Otra sobre el anonimato en Internet.

El pasado día 10 de Diciembre cuestionábamos la validez de las opiniones de la señora Uriarte sobre el uso del anonimato en Internet. Parece que la señora Uriarte no esta sola en esta cruzada contra los peligrosos aficionados que escribimos en Internet. De nuevo desde el mundo académico, se realiza un ataque contra las bitácoras, salvo por supuesto, las que están dentro de algún grupo mediatico. En concreto, nos referimos al articulo que escribió el señor Pozuelos Yvancos en ABC. De nuevo como no es un articulo científico ni académico, nos ahorramos el tratamiento de profesor, ya que parece que esta expresando sus opiniones personales y no académicas.


Juan Varela en Periodistas21 le contesto, pensamos que de forma adecuada a dicho señor, sobre todo en cuanto a su obcecamiento con identificar a todos los blogografos como si fuéramos periodistas.


A esto se debe añadir el comentario despectivo por el cual, algunos “aburridos” blogografos copan las bitácoras de algunos periodistas, convirtiendo los comentarios de esas bitácoras en meras tertulias, le ha faltado decir de porteras y chismosas, sin aportar nada a la conversación y hablando de trivialidades. En muchas ocasiones es cierto esto e incluso hay personajillos que se dedican sistemáticamente a reventar bitácoras, bien por fobia ideológica o porque no tienen mejores cosas que hacer, como sucede en las aulas de una universidad, de un instituto o en muchas empresas.
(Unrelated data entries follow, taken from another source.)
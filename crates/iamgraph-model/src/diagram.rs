//! The write-once diagram builder.

use iamgraph_error::{Error, ErrorKind, Result};

use crate::types::{AccessLevel, EdgeColor, EdgeStyle, NodeKind};

/// Identifier of a declared node.
///
/// Handed out by [`Diagram::node`] in declaration order; indexes into the
/// owning diagram's node list. An id is only meaningful for the diagram
/// that produced it, which [`Diagram::validate`] enforces.
#[derive(Debug, Clone, Copy, PartialEq, Eq, Hash, PartialOrd, Ord)]
pub struct NodeId(u32);

impl NodeId {
    /// Numeric value of the id
    pub fn as_u32(&self) -> u32 {
        self.0
    }

    /// Index into the node list
    pub fn as_usize(&self) -> usize {
        self.0 as usize
    }
}

/// A declared node: a labeled vertex representing a group, user or resource.
#[derive(Debug, Clone, PartialEq, Eq)]
pub struct Node {
    pub kind: NodeKind,
    /// Display label, may span multiple lines
    pub label: String,
}

/// Styling of a single edge.
///
/// Constructed through one of the three edge-family constructors rather
/// than field-by-field, so that each family carries consistent styling:
/// invisible ordering edges, bold membership edges, labeled access edges.
#[derive(Debug, Clone, Copy, PartialEq)]
pub struct EdgeAttrs {
    pub style: EdgeStyle,
    pub color: Option<EdgeColor>,
    pub label: Option<AccessLevel>,
    /// Stroke width; `None` inherits the diagram's edge defaults
    pub penwidth: Option<f32>,
}

impl EdgeAttrs {
    /// An invisible layout-ordering edge. Carries no color, label or width.
    pub fn invisible() -> Self {
        Self {
            style: EdgeStyle::Invisible,
            color: None,
            label: None,
            penwidth: None,
        }
    }

    /// A user-to-group membership edge: bold, colored, unlabeled.
    pub fn membership(color: EdgeColor) -> Self {
        Self {
            style: EdgeStyle::Bold,
            color: Some(color),
            label: None,
            penwidth: Some(3.0),
        }
    }

    /// A group-to-resource access edge: colored and labeled with the
    /// permission level granted.
    pub fn access(color: EdgeColor, level: AccessLevel) -> Self {
        Self {
            style: EdgeStyle::Solid,
            color: Some(color),
            label: Some(level),
            penwidth: Some(2.0),
        }
    }

    /// Override the stroke width
    pub fn with_penwidth(mut self, penwidth: f32) -> Self {
        self.penwidth = Some(penwidth);
        self
    }
}

/// A directed, styled edge between two declared nodes.
#[derive(Debug, Clone, PartialEq)]
pub struct Edge {
    pub from: NodeId,
    pub to: NodeId,
    pub attrs: EdgeAttrs,
}

impl Edge {
    /// Check whether this edge exists only to influence layout ordering
    pub fn is_invisible(&self) -> bool {
        self.attrs.style.is_invisible()
    }
}

/// The in-memory diagram: declared nodes, declared edges, and the three
/// Graphviz default-attribute tables.
///
/// The model is write-once, read-once: declarations only append, nothing
/// is mutated afterwards, and the DOT emitter borrows the finished value.
#[derive(Debug, Default)]
pub struct Diagram {
    title: String,
    graph_attr: Vec<(&'static str, String)>,
    node_attr: Vec<(&'static str, String)>,
    edge_attr: Vec<(&'static str, String)>,
    nodes: Vec<Node>,
    edges: Vec<Edge>,
}

impl Diagram {
    /// Open a new diagram build with the given title.
    pub fn new(title: impl Into<String>) -> Self {
        Self {
            title: title.into(),
            ..Default::default()
        }
    }

    /// Add a graph-level default attribute.
    pub fn graph_attr(&mut self, key: &'static str, value: impl Into<String>) -> &mut Self {
        self.graph_attr.push((key, value.into()));
        self
    }

    /// Add a node default attribute.
    pub fn node_attr(&mut self, key: &'static str, value: impl Into<String>) -> &mut Self {
        self.node_attr.push((key, value.into()));
        self
    }

    /// Add an edge default attribute.
    pub fn edge_attr(&mut self, key: &'static str, value: impl Into<String>) -> &mut Self {
        self.edge_attr.push((key, value.into()));
        self
    }

    /// Declare a node and return its id.
    pub fn node(&mut self, kind: NodeKind, label: impl Into<String>) -> NodeId {
        let id = NodeId(self.nodes.len() as u32);
        self.nodes.push(Node {
            kind,
            label: label.into(),
        });
        id
    }

    /// Declare a directed edge between two previously declared nodes.
    pub fn edge(&mut self, from: NodeId, to: NodeId, attrs: EdgeAttrs) -> &mut Self {
        self.edges.push(Edge { from, to, attrs });
        self
    }

    /// Declare an invisible ordering chain over sibling nodes, forcing the
    /// given left-to-right layout order.
    pub fn chain(&mut self, ids: &[NodeId]) -> &mut Self {
        for pair in ids.windows(2) {
            self.edge(pair[0], pair[1], EdgeAttrs::invisible());
        }
        self
    }

    /// Diagram title, rendered as the graph label
    pub fn title(&self) -> &str {
        &self.title
    }

    /// Declared nodes, in declaration order
    pub fn nodes(&self) -> &[Node] {
        &self.nodes
    }

    /// Declared edges, in declaration order
    pub fn edges(&self) -> &[Edge] {
        &self.edges
    }

    /// Graph-level default attributes
    pub fn graph_attrs(&self) -> &[(&'static str, String)] {
        &self.graph_attr
    }

    /// Node default attributes
    pub fn node_attrs(&self) -> &[(&'static str, String)] {
        &self.node_attr
    }

    /// Edge default attributes
    pub fn edge_attrs(&self) -> &[(&'static str, String)] {
        &self.edge_attr
    }

    /// Structural check of the declared graph, performable without the
    /// external renderer:
    ///
    /// - every edge endpoint resolves to a declared node
    /// - invisible edges carry no label
    /// - visible edges carry a color
    pub fn validate(&self) -> Result<()> {
        for (idx, edge) in self.edges.iter().enumerate() {
            for (endpoint, id) in [("source", edge.from), ("target", edge.to)] {
                if id.as_usize() >= self.nodes.len() {
                    return Err(Error::new(
                        ErrorKind::InvalidNodeRef,
                        format!("edge endpoint references undeclared node {}", id.as_u32()),
                    )
                    .with_operation("diagram::validate")
                    .with_context("edge", idx.to_string())
                    .with_context("endpoint", endpoint));
                }
            }

            if edge.attrs.style.is_invisible() {
                if edge.attrs.label.is_some() {
                    return Err(Error::new(
                        ErrorKind::GraphInvalid,
                        "invisible edge carries a label",
                    )
                    .with_operation("diagram::validate")
                    .with_context("edge", idx.to_string()));
                }
            } else if edge.attrs.color.is_none() {
                return Err(Error::new(
                    ErrorKind::GraphInvalid,
                    "visible edge carries no color",
                )
                .with_operation("diagram::validate")
                .with_context("edge", idx.to_string()));
            }
        }

        tracing::debug!(
            nodes = self.nodes.len(),
            edges = self.edges.len(),
            "diagram validated"
        );
        Ok(())
    }
}

#[cfg(test)]
mod tests {
    use super::*;
    use crate::types::ResourceKind;

    fn two_node_diagram() -> (Diagram, NodeId, NodeId) {
        let mut d = Diagram::new("test");
        let a = d.node(NodeKind::Group, "Admins");
        let b = d.node(NodeKind::User, "alice");
        (d, a, b)
    }

    #[test]
    fn test_ids_follow_declaration_order() {
        let (mut d, a, b) = two_node_diagram();
        let c = d.node(NodeKind::Resource(ResourceKind::Storage), "S3 Bucket");

        assert_eq!(a.as_u32(), 0);
        assert_eq!(b.as_u32(), 1);
        assert_eq!(c.as_u32(), 2);
        assert_eq!(d.nodes().len(), 3);
    }

    #[test]
    fn test_chain_declares_invisible_edges() {
        let mut d = Diagram::new("test");
        let ids: Vec<NodeId> = (0..4)
            .map(|i| d.node(NodeKind::Group, format!("g{i}")))
            .collect();
        d.chain(&ids);

        assert_eq!(d.edges().len(), 3);
        assert!(d.edges().iter().all(Edge::is_invisible));
        assert!(d.edges().iter().all(|e| e.attrs.label.is_none()));
        assert!(d.validate().is_ok());
    }

    #[test]
    fn test_validate_accepts_well_formed_graph() {
        let (mut d, a, b) = two_node_diagram();
        d.edge(b, a, EdgeAttrs::membership(EdgeColor::Red));
        assert!(d.validate().is_ok());
    }

    #[test]
    fn test_validate_rejects_dangling_endpoint() {
        let (mut d, a, _) = two_node_diagram();
        d.edge(a, NodeId(99), EdgeAttrs::membership(EdgeColor::Blue));

        let err = d.validate().unwrap_err();
        assert_eq!(err.kind(), iamgraph_error::ErrorKind::InvalidNodeRef);
        assert_eq!(err.context()[1], ("endpoint", "target".to_string()));
    }

    #[test]
    fn test_validate_rejects_labeled_invisible_edge() {
        let (mut d, a, b) = two_node_diagram();
        let mut attrs = EdgeAttrs::invisible();
        attrs.label = Some(AccessLevel::ReadOnly);
        d.edge(a, b, attrs);

        let err = d.validate().unwrap_err();
        assert_eq!(err.kind(), iamgraph_error::ErrorKind::GraphInvalid);
    }

    #[test]
    fn test_validate_rejects_colorless_visible_edge() {
        let (mut d, a, b) = two_node_diagram();
        let mut attrs = EdgeAttrs::access(EdgeColor::Green, AccessLevel::ReadOnly);
        attrs.color = None;
        d.edge(a, b, attrs);

        let err = d.validate().unwrap_err();
        assert_eq!(err.kind(), iamgraph_error::ErrorKind::GraphInvalid);
    }

    #[test]
    fn test_edge_family_constructors() {
        let m = EdgeAttrs::membership(EdgeColor::Orange);
        assert_eq!(m.style, EdgeStyle::Bold);
        assert_eq!(m.penwidth, Some(3.0));
        assert!(m.label.is_none());

        let a = EdgeAttrs::access(EdgeColor::Blue, AccessLevel::FullAccess).with_penwidth(2.5);
        assert_eq!(a.penwidth, Some(2.5));
        assert_eq!(a.label, Some(AccessLevel::FullAccess));

        let i = EdgeAttrs::invisible();
        assert!(i.color.is_none());
        assert!(i.penwidth.is_none());
    }
}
El señor Pozuelos, que sabrá mucho de su campo de estudio, sin embargo no sabe que en muchos casos y en ciertas bitácoras, la posibilidad de aportar información adicional o de contrastar información enriquece lo dicho por el autor, porque que sepamos, el contraste de opiniones, en muchos casos contradictorios, no hacen mas que dar valor añadido a lo expuesto, como si la memoria no nos falla, han comentado habitualmente gente como Juan Varela, Enrique Dans entre otros, profesionales de reconocido prestigio, que fomentan el debate en sus bitácoras.


Quien no quiera que en sus bitacoras se realicen comentarios o se conviertan en tertulias privadas sin contenido lo tiene muy facil. Basta con deshabilitar la opcion que permite comentarios y se evita que cualquiera pueda comentar en dicha bitacora. Asi de facil es señor Pozuelos Yvancos.


Sin embargo, parece que según algunos todos los aficionados que escribimos en Internet, bien sea por expresar nuestras inquietudes, por hacer una terapia, por buscar el que algún medio nos fiche como columnistas en vez de esas “vacas sagradas”, por hacer apología política o por cualquier otra cuestión, nos tengamos que someter a sus propios códigos deontologicos, morales, éticos, etc.


Si estos mismos códigos los cumplieran todos los periodistas y aficionados metidos a columnistas, que en vez de publicar en una bitácora, escriben por diversos motivos en algún medio, podríamos comprender esa exigencia hacia los aficionados.


El señor Pozuelos habla de la suplantación de la identidad y Juan Varela le responde. Sin embargo, no sabemos porque ese interés en acabar con ella anonimato en Internet, para defender y evitar la suplantación de la identidad, cuando medios tradicionales y en teoría, que cumplirían todos los códigos deontologicos y de conducta, se atreven no solo a suplantar la personalidad de cualquier persona. Se atreven incluso a suplantar la identidad de políticos, aunque causen una crisis entre diversos países. Sin embargo, nadie habla de que en las radios se deba prohibir la suplantación de personalidad y en programas o secciones de humor, es habitual este tipo de actuación.


En conclusión, parece que muchos profesores, que imparten docencia no solo en las aulas de sus respectivas universidades, desde los medios tradicionales nos regalan con su sapiencia, tienen miedo que cada vez se vendan menos periódicos, o que solo se vendan por las películas, juegos de ordenador y tablero, cursos de ordenadores, etc. que te acompañan a cada periódico. Hasta los profesores universitarios, encerrados en sus torres de marfil, saben que cuando una empresa pierde dinero, la únicasolución es reducir costes y quizás piensen que ellos, que venden su sapiencia a precio tan exiguo, sean los primeros en sufrir esas reestructuraciones de personal.


Pensamos que a eso se reduce los últimos exabruptos de diversos periodistas y académicos, al ver peligrar una contribución tan interesante a sus emolumentos.